This carried on into the next episode, but then all of a sudden the notion of cloning was haphazardly introduced, and the next thing you know it’s a Fantastic Voyage knock off. I got completely lost for a while. I mean, the plot isn’t very complex or anything, but it’s not terribly well executed, and information is presented in a deeply confusing way. The trip through the Doctor’s brain was nowhere near as fun as it could have been, and when they met the nucleus, the visual effects failed to get across what was happening – I had to look it up afterwards to figure out who had died and how.

So then the virus turned into a giant prawn and started hobbling about like a little old lady, so I just tried to go with the flow. It was all just about fine – nothing groundbreaking, but nothing too terrible. And then there’s K-9. I’ve been really looking forward to this. I’ve seen plenty of him in the modern series and the spin-offs, but I’ve never really been clear on how he’d work as a regular companion. If I’m honest I’m still none the wiser, but hey, this was his introductory story, so he’s not part of the furniture just yet.

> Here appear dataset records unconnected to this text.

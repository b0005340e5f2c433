//! `CostingBuddy` - A production cost and pricing calculator for small food businesses
//!
//! This crate keeps a catalog of ingredients and products, attaches recipes to products,
//! and computes per-unit production cost, selling price, profit and purchase lists for
//! a planned batch. The catalog persists to `SQLite` and can be exchanged as JSON.

// Deny the most critical lints that could lead to bugs or security issues
#![deny(
    // Security and correctness
    unsafe_code,
    unsafe_op_in_unsafe_fn,

    // Code quality - things that are almost always bugs
    unreachable_code,
    unreachable_patterns,
    unused_must_use,

    // Documentation - broken links are bugs
    rustdoc::broken_intra_doc_links,
    rustdoc::private_intra_doc_links,
)]
// Warn on things that should be fixed but aren't necessarily bugs
#![warn(
    missing_docs,

    // Clippy categories for overall code quality
    clippy::all,
    clippy::pedantic,
    clippy::nursery,

    // Performance
    clippy::inefficient_to_string,
    clippy::large_types_passed_by_value,
    clippy::needless_pass_by_value,
    clippy::unnecessary_wraps,

    // Correctness
    clippy::clone_on_ref_ptr,
    clippy::dbg_macro,
    clippy::exit,
    clippy::expect_used,
    clippy::float_cmp,
    clippy::panic,
    clippy::todo,
    clippy::unimplemented,
    clippy::unwrap_used,

    // Complexity and readability
    clippy::cognitive_complexity,
    clippy::large_enum_variant,
    clippy::match_same_arms,
    clippy::too_many_lines,

    // Style consistency
    clippy::enum_glob_use,
    clippy::inconsistent_struct_constructor,
    clippy::must_use_candidate,
    clippy::redundant_closure_for_method_calls,
    clippy::semicolon_if_nothing_returned,
    clippy::wildcard_imports,

    // Future compatibility
    future_incompatible,
    rust_2018_idioms,
)]
// Allow some pedantic lints that are too noisy or not applicable
#![allow(
    clippy::module_name_repetitions,  // Common pattern in Rust
    clippy::missing_errors_doc,        // Will add gradually
    clippy::missing_panics_doc,        // Will add gradually
)]

/// Configuration management for database and application settings
pub mod config;
/// Core business logic - catalog store, recipe resolution, costing, import/export
pub mod core;
/// SeaORM entity definitions for database tables
pub mod entities;
/// Unified error types and result handling
pub mod errors;
/// Catalog records shared by every layer (products, ingredients, recipe rows, costs)
pub mod models;

#[cfg(test)]
pub mod test_utils;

He did feel a bit tacked on in places, but they did a fantastic job of making him both formidable and likable right from the start. It’s clear that the tone of the show is lightening, and the scariness turned down a notch. If that manifests itself as a surreal dream-like episode turning out like this rather than The Deadly Assassin, then that’s a big shame. But if it means we’ve got a silly little robot dog whizzing around solving problems and being adorable, bring it on.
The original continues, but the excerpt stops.